At risk of digressing too much away from the topic, a look at the landscape in American news and social media on politics shows two contrasting stream of thoughts with each one seeking to outdo the other by way of snides, memes, and fake news. The same paradigm is repeated elsewhere. Recall the days of 2010 to 2013 where heated arguments are made by comparing Android and iOS, or whether a company should move towards cross platform development or native.

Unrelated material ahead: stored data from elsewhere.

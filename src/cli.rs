use std::path::{Path, PathBuf};

use anyhow::Context;
use clap::{Parser, Subcommand, ValueEnum};
use helr_ckks::{CkksBackend, HeBackend, PlainBackend};
use helr_inference::{
    evaluate, evaluate_clear, predict_clear, InferenceConfig, InferenceEngine, InferenceError,
    LabelRule, NdArray, ReductionStrategy, SlotLayout,
};
use log::info;

#[derive(Parser, Debug)]
#[command(author, version, about = "Logistic-regression inference over CKKS-encrypted images", long_about = None)]
pub struct Args {
    /// JSON configuration file; flags below override it
    #[arg(long)]
    pub config: Option<PathBuf>,

    /// Raw f64 weights, features then bias
    #[arg(long)]
    pub weights: Option<PathBuf>,

    /// IDX image file
    #[arg(long)]
    pub images: Option<PathBuf>,

    /// IDX label file
    #[arg(long)]
    pub labels: Option<PathBuf>,

    /// Homomorphic backend
    #[arg(long, value_enum, default_value_t = BackendKind::Ckks)]
    pub backend: BackendKind,

    /// Multiplicative depth of the context
    #[arg(long)]
    pub mult_depth: Option<usize>,

    /// Bits of fixed-point scaling precision
    #[arg(long)]
    pub scale_bits: Option<u32>,

    /// Label counted as the positive class
    #[arg(long)]
    pub positive_label: Option<u8>,

    /// Label counted as the negative class; other labels always score wrong
    #[arg(long)]
    pub negative_label: Option<u8>,

    /// Dot-product reduction: auto, block-sum or rotate-all
    #[arg(long)]
    pub reduction: Option<ReductionStrategy>,

    #[command(subcommand)]
    pub mode: Mode,
}

#[derive(Subcommand, Debug, Clone, PartialEq, Eq)]
pub enum Mode {
    /// Encrypt and classify one image, printing the pre-sigmoid value too
    Single {
        /// Image index; omit for one-image-per-ciphertext dataset accuracy
        index: Option<usize>,
    },
    /// Encrypted accuracy over the whole dataset
    Batch {
        /// Images packed per ciphertext (a power of two)
        #[arg(value_parser = clap::builder::RangedU64ValueParser::<usize>::new().range(1..))]
        batch_size: usize,
    },
    /// Cleartext reference: one image, or accuracy over the dataset
    Clear {
        /// Image index; omit for dataset accuracy
        index: Option<usize>,
    },
}

#[derive(ValueEnum, Debug, Clone, Copy, PartialEq, Eq)]
pub enum BackendKind {
    Ckks,
    Plain,
}

impl Args {
    /// Configuration file contents with command-line overrides applied.
    pub fn resolve_config(&self) -> anyhow::Result<InferenceConfig> {
        let mut cfg = match &self.config {
            Some(path) => InferenceConfig::load(path)
                .with_context(|| format!("loading config {}", path.display()))?,
            None => InferenceConfig::default(),
        };
        if let Some(p) = &self.weights {
            cfg.weights_path = p.clone();
        }
        if let Some(p) = &self.images {
            cfg.images_path = p.clone();
        }
        if let Some(p) = &self.labels {
            cfg.labels_path = p.clone();
        }
        if let Some(d) = self.mult_depth {
            cfg.he.mult_depth = d;
        }
        if let Some(b) = self.scale_bits {
            cfg.he.scale_bits = b;
        }
        if let Some(r) = self.reduction {
            cfg.reduction = r;
        }
        cfg.label_rule = match (self.positive_label, self.negative_label, cfg.label_rule) {
            (None, None, rule) => rule,
            (Some(positive), None, _) => LabelRule::OneVsRest { positive },
            (positive, Some(negative), rule) => LabelRule::Pair {
                positive: positive.unwrap_or(match rule {
                    LabelRule::OneVsRest { positive } | LabelRule::Pair { positive, .. } => {
                        positive
                    }
                }),
                negative,
            },
        };
        Ok(cfg)
    }
}

fn load_images(path: &Path) -> anyhow::Result<NdArray<f64>> {
    let images = NdArray::<u8>::load_idx(path)
        .with_context(|| format!("loading images from {}", path.display()))?;
    Ok(images.cast())
}

fn load_labels(path: &Path) -> anyhow::Result<NdArray<u8>> {
    NdArray::<u8>::load_idx(path).with_context(|| format!("loading labels from {}", path.display()))
}

fn load_weights(path: &Path, feature_count: usize) -> anyhow::Result<Vec<f64>> {
    let weights = NdArray::<f64>::load_raw(path, &[feature_count + 1])
        .with_context(|| format!("loading weights from {}", path.display()))?;
    Ok(weights.into_vec())
}

fn check_index(index: usize, images: &NdArray<f64>) -> anyhow::Result<()> {
    if index >= images.rows() {
        return Err(InferenceError::IndexOutOfBounds {
            index,
            length: images.rows(),
        }
        .into());
    }
    Ok(())
}

fn run_single<B: HeBackend>(
    cfg: &InferenceConfig,
    images: &NdArray<f64>,
    weights: &[f64],
    index: usize,
) -> anyhow::Result<()> {
    let layout = SlotLayout::new(1, images.feature_count())?;
    let engine = InferenceEngine::<B>::setup(&cfg.he, layout, cfg.reduction, weights)?;
    info!("predicting image {}", index);
    let p = engine.predict_single(images.row(index)?)?;
    println!("before sigmoid {}", p.pre_sigmoid);
    println!("prediction {}", p.prediction);
    Ok(())
}

fn run_batch<B: HeBackend>(
    cfg: &InferenceConfig,
    images: &NdArray<f64>,
    labels: &NdArray<u8>,
    weights: &[f64],
    batch_size: usize,
) -> anyhow::Result<()> {
    let layout = SlotLayout::new(batch_size, images.feature_count())?;
    let engine = InferenceEngine::<B>::setup(&cfg.he, layout, cfg.reduction, weights)?;
    info!("scoring with label rule {}", cfg.label_rule);
    let report = evaluate(&engine, images, labels, &cfg.label_rule)?;
    println!("accuracy: {}", report.accuracy());
    Ok(())
}

fn encrypted_accuracy(
    backend: BackendKind,
    cfg: &InferenceConfig,
    images: &NdArray<f64>,
    weights: &[f64],
    batch_size: usize,
) -> anyhow::Result<()> {
    let labels = load_labels(&cfg.labels_path)?;
    match backend {
        BackendKind::Ckks => run_batch::<CkksBackend>(cfg, images, &labels, weights, batch_size),
        BackendKind::Plain => run_batch::<PlainBackend>(cfg, images, &labels, weights, batch_size),
    }
}

/// Execute one command. Every error is fatal to the caller.
pub fn run(args: Args) -> anyhow::Result<()> {
    let cfg = args.resolve_config()?;
    let images = load_images(&cfg.images_path)?;
    let weights = load_weights(&cfg.weights_path, images.feature_count())?;

    match args.mode {
        Mode::Single { index: Some(index) } => {
            check_index(index, &images)?;
            match args.backend {
                BackendKind::Ckks => run_single::<CkksBackend>(&cfg, &images, &weights, index),
                BackendKind::Plain => run_single::<PlainBackend>(&cfg, &images, &weights, index),
            }
        }
        Mode::Single { index: None } => encrypted_accuracy(args.backend, &cfg, &images, &weights, 1),
        Mode::Batch { batch_size } => {
            encrypted_accuracy(args.backend, &cfg, &images, &weights, batch_size)
        }
        Mode::Clear { index: Some(index) } => {
            check_index(index, &images)?;
            let p = predict_clear(&weights, &images, index)?;
            println!("dot: {}, prediction: {}", p.pre_sigmoid, p.prediction);
            Ok(())
        }
        Mode::Clear { index: None } => {
            let labels = load_labels(&cfg.labels_path)?;
            let report = evaluate_clear(&weights, &images, &labels, &cfg.label_rule)?;
            println!("accuracy: {}", report.accuracy());
            Ok(())
        }
    }
}
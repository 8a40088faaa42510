//! Whole-dataset accuracy in fixed-size batches.

use log::{debug, info};

use crate::config::LabelRule;
use crate::error::{InferenceError, Result};
use crate::ndarray::NdArray;

/// Anything that turns a batch of flattened samples into probabilities.
pub trait BatchPredictor {
    /// Samples per call. The final call of a dataset may pass fewer.
    fn batch_size(&self) -> usize;

    fn feature_count(&self) -> usize;

    /// One probability per sample in `samples` (laid out back to back).
    fn predict_batch(&self, samples: &[f64]) -> Result<Vec<f64>>;
}

#[derive(Clone, Debug, PartialEq)]
pub struct AccuracyReport {
    pub correct: usize,
    pub total: usize,
    pub predictions: Vec<f64>,
}

impl AccuracyReport {
    pub fn accuracy(&self) -> f64 {
        if self.total == 0 {
            0.0
        } else {
            self.correct as f64 / self.total as f64
        }
    }
}

/// Number of predictions the rule scores as correct.
pub fn score(predictions: &[f64], labels: &[u8], rule: &LabelRule) -> Result<usize> {
    if predictions.len() != labels.len() {
        return Err(InferenceError::SizeMismatch {
            expected: labels.len(),
            actual: predictions.len(),
        });
    }
    Ok(predictions
        .iter()
        .zip(labels)
        .filter(|(&p, &l)| rule.is_correct(p, l))
        .count())
}

/// Predict every row of `images` in batches and score against `labels`.
pub fn evaluate<P: BatchPredictor + ?Sized>(
    predictor: &P,
    images: &NdArray<f64>,
    labels: &NdArray<u8>,
    rule: &LabelRule,
) -> Result<AccuracyReport> {
    if images.feature_count() != predictor.feature_count() {
        return Err(InferenceError::SizeMismatch {
            expected: predictor.feature_count(),
            actual: images.feature_count(),
        });
    }
    let total = images.rows();
    if labels.len() != total {
        return Err(InferenceError::SizeMismatch {
            expected: total,
            actual: labels.len(),
        });
    }
    let batch = predictor.batch_size().max(1);
    let mut correct = 0;
    let mut predictions = Vec::with_capacity(total);
    for start in (0..total).step_by(batch) {
        let count = batch.min(total - start);
        info!("predicting images {} to {}", start, start + count);
        let batch_predictions = predictor.predict_batch(images.rows_range(start, count)?)?;
        if batch_predictions.len() != count {
            return Err(InferenceError::SizeMismatch {
                expected: count,
                actual: batch_predictions.len(),
            });
        }
        let hits = score(&batch_predictions, labels.rows_range(start, count)?, rule)?;
        debug!("batch at {} scored {}/{}", start, hits, count);
        correct += hits;
        predictions.extend(batch_predictions);
    }
    let report = AccuracyReport {
        correct,
        total,
        predictions,
    };
    info!("accuracy: {}", report.accuracy());
    Ok(report)
}

#[cfg(test)]
mod tests {
    use std::cell::RefCell;

    use super::*;

    /// Replays canned predictions and records every batch it was asked for.
    struct Canned {
        batch: usize,
        outputs: Vec<f64>,
        calls: RefCell<Vec<usize>>,
    }

    impl BatchPredictor for Canned {
        fn batch_size(&self) -> usize {
            self.batch
        }

        fn feature_count(&self) -> usize {
            2
        }

        fn predict_batch(&self, samples: &[f64]) -> Result<Vec<f64>> {
            let mut calls = self.calls.borrow_mut();
            let done: usize = calls.iter().sum();
            let n = samples.len() / 2;
            calls.push(n);
            Ok(self.outputs[done..done + n].to_vec())
        }
    }

    fn dataset() -> (NdArray<f64>, NdArray<u8>) {
        let images = NdArray::zeros(&[4, 2]);
        let labels = NdArray::from_vec(&[4], vec![3, 8, 5, 5]).unwrap();
        (images, labels)
    }

    #[test]
    fn score_under_each_label_rule() {
        let preds = [0.9, 0.1, 0.6, 0.4];
        let labels = [3, 8, 5, 5];
        assert_eq!(score(&preds, &labels, &LabelRule::OneVsRest { positive: 3 }).unwrap(), 3);
        let pair = LabelRule::Pair {
            positive: 3,
            negative: 8,
        };
        assert_eq!(score(&preds, &labels, &pair).unwrap(), 2);
        assert!(score(&preds[..3], &labels, &pair).is_err());
    }

    #[test]
    fn evaluates_in_batches_with_short_tail() {
        let (images, labels) = dataset();
        let p = Canned {
            batch: 3,
            outputs: vec![0.9, 0.1, 0.6, 0.4],
            calls: RefCell::new(Vec::new()),
        };
        let report = evaluate(&p, &images, &labels, &LabelRule::default()).unwrap();
        assert_eq!(*p.calls.borrow(), vec![3, 1]);
        assert_eq!(report.correct, 3);
        assert_eq!(report.total, 4);
        assert_eq!(report.predictions, vec![0.9, 0.1, 0.6, 0.4]);
        assert!((report.accuracy() - 0.75).abs() < 1e-12);
    }

    #[test]
    fn rejects_mismatched_inputs() {
        let (images, _) = dataset();
        let p = Canned {
            batch: 2,
            outputs: vec![0.0; 4],
            calls: RefCell::new(Vec::new()),
        };
        let short_labels = NdArray::from_vec(&[3], vec![1, 2, 3]).unwrap();
        assert!(evaluate(&p, &images, &short_labels, &LabelRule::default()).is_err());

        let wide = NdArray::zeros(&[4, 3]);
        let labels = NdArray::from_vec(&[4], vec![0; 4]).unwrap();
        assert!(matches!(
            evaluate(&p, &wide, &labels, &LabelRule::default()),
            Err(InferenceError::SizeMismatch { expected: 2, actual: 3 })
        ));
    }

    #[test]
    fn empty_dataset_has_zero_accuracy() {
        let report = AccuracyReport {
            correct: 0,
            total: 0,
            predictions: Vec::new(),
        };
        assert_eq!(report.accuracy(), 0.0);
    }
}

Such forms of argumentation mostly yield to naught. Moreover, in meetings where the discussion steers from the sciences to the humanities, the tendency is for it to move towards inefficacy especially when not tempered with listening ears and responsible moderation. It is not uncommon to have extroverts dominate meetings and steer the conversation towards the way the extroverts see the world. How effective this is depends on the composition of the organization. A study made by Gino, Grant, and Hofmann shows that in a passive organization, extroverts increase productivity by 16% but in a proactive organization, extroverts dampen productivity by 14%.¹

While Software Engineers tend to consider themselves extroverts,² a more thorough personality study shows that introverts outnumber extroverts by 25%.³ In any event regardless of where one’s personality falls under, without a proper structure of argumentation, any attempt to solve issues collectively loses much of what could have been invested in the pool of shared meaning.⁴

A study made in Cornell shows that people tend to withhold information because they think they’re just wasting their time. The study debunks the myth that people don’t speak up due to fear. Rather, futility is 1.8x more likely the reason why information is withheld.⁵

What this underscores is our general lack of ability to extract information. Though Rudy Rigot isn’t the first to highlight the need of listening, his recent blog further underscores how this becomes doubly important in the attempt to extract information into the pool of shared meaning.⁶

This is how a low quality collective problem solving tend to look like:

  • Someone keeps interrupting the person speaking.⁷
  • An idea is preemptively dismissed without giving it a chance to be refined.
  • An idea is dismissed by a rebuttal of one of its warrants while failing to cover the others.⁸
  • The discussion goes off tangent from red herring.
  • The tendency to die on every hill.⁹

Most of us reading this would have been quick to associate with those mentioned above. How then must a productive argument be made? The solution is an argument map. Austhink defines argument mapping as “a way to visually show the logical structure of arguments. You break up an argument into its constituent claims, and use lines, boxes, colors and location to indicate the relationships between the various parts. The resulting map allows us to see exactly how each part of an argument is related to every other part.”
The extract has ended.